FAU on demonstration against right-wing-movement PEGIDA

Where neo-Nazis and other right-wing tendencies are strong, anarchist trade union work and even private everyday life become difficult or even impossible. For many people, antifascist work is therefore often the more pressing problem than the economic difficulties they face.

Antifascist work is carried out in the FAU Dresden by no individual AG, but the different branch AGs, social organizations and individual trade union members are active antifascist in their range. Many members participate for years in the nearly weekly protests against Pegida, pursue anti-fascist information and educational work or engage themselves in anti-fascist alliances. If you want to start anti-fascist projects in the FAU Dresden you will find in any case occasions and companions.

Syndicalist Antifascism

We are united by the ambition not to simply fall into traditional, ritualized action concepts, but to critically examine antifascist work for its actual effectiveness and, if necessary, to break new ground. In this sense the FAU Dresden expressed its criticism several times about protests in which it had taken part itself.

We think that other standards of our social acting should not be sacrificed for anti-fascism. We must neither, despite the necessity to protect ourselves and others militantly, derive from it a fetish of violence, nor must we tolerate from this necessity other forms of oppression such as sexism, hostility to the disabled, class and age discrimination or authoritarian concepts of socialism.

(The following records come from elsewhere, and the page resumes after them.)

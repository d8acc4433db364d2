//! Types shared by the compute layer, the dashboard API and the CLI.
//! The transport shapes mirror what the forecasting backend sends and what
//! the dashboard handlers return, so every layer deserializes the same structs.

pub mod csv;
mod forecast;
mod insights;
mod metrics;
mod planning;
mod preferences;

pub use forecast::{
    parse_month, ChartPoint, ForecastMeta, ForecastPoint, ForecastQuery, ForecastSeries,
    SeriesError,
};
pub use insights::{GrowthTrend, Insights, InsightsNarrative, InsightsReport, InsightsSource};
pub use metrics::{MetricKind, MetricsCatalog, ModelMetrics, ModelRanking, RankedModel};
pub use planning::{
    AdjustedPoint, ChargerRequirement, ChargingDemandPoint, DerivedMetrics, InfrastructureReport,
    PlanningAssumptions, RiskTier, Scenario, ScenarioComparison, ScenarioOutcome, ScenarioValues,
    ThresholdEvent,
};
pub use preferences::{Preferences, Theme, SIDEBAR_COLLAPSED_KEY, THEME_KEY};

use serde::{Deserialize, Serialize};

/// Generic API response wrapper returned by every dashboard endpoint.
#[derive(Debug, Clone, Serialize, Deserialize)]
pub struct ApiResponse<T> {
    /// Response data
    pub data: T,
    /// Response message
    pub message: String,
    /// Success flag
    pub success: bool,
}

impl<T> ApiResponse<T> {
    pub fn ok(data: T, message: impl Into<String>) -> Self {
        Self {
            data,
            message: message.into(),
            success: true,
        }
    }
}
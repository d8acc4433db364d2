use thiserror::Error;

/// Error types for the compute module
#[derive(Error, Debug, Clone, PartialEq)]
pub enum ComputeError {
    /// A planning assumption is outside its valid range
    #[error("Invalid planning assumption: {0}")]
    InvalidAssumption(String),

    /// A chart overlay parameter is outside its valid range
    #[error("Invalid overlay parameter: {0}")]
    InvalidOverlay(String),
}

/// Type alias for Result with ComputeError
pub type Result<T> = std::result::Result<T, ComputeError>;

Antifascism has mostly proven to be socially viable if it is based on solidary and authentic everyday experiences and alliances of the underprivileged. In addition to the defensive struggle against fascisation, the struggle for a better future beyond the capitalist dreariness should also shine through. Historical examples include the defense against the Kapp Putsch, which led to the Ruhr Revolution, and the Francoist Putsch, which became the kick-off for the Spanish Revolution. Today we experience similar dynamics in the struggle of grassroots unions, the feminist and Black Lives Matters movements in the USA, or in the struggle of the communalist movement in Northern Syria.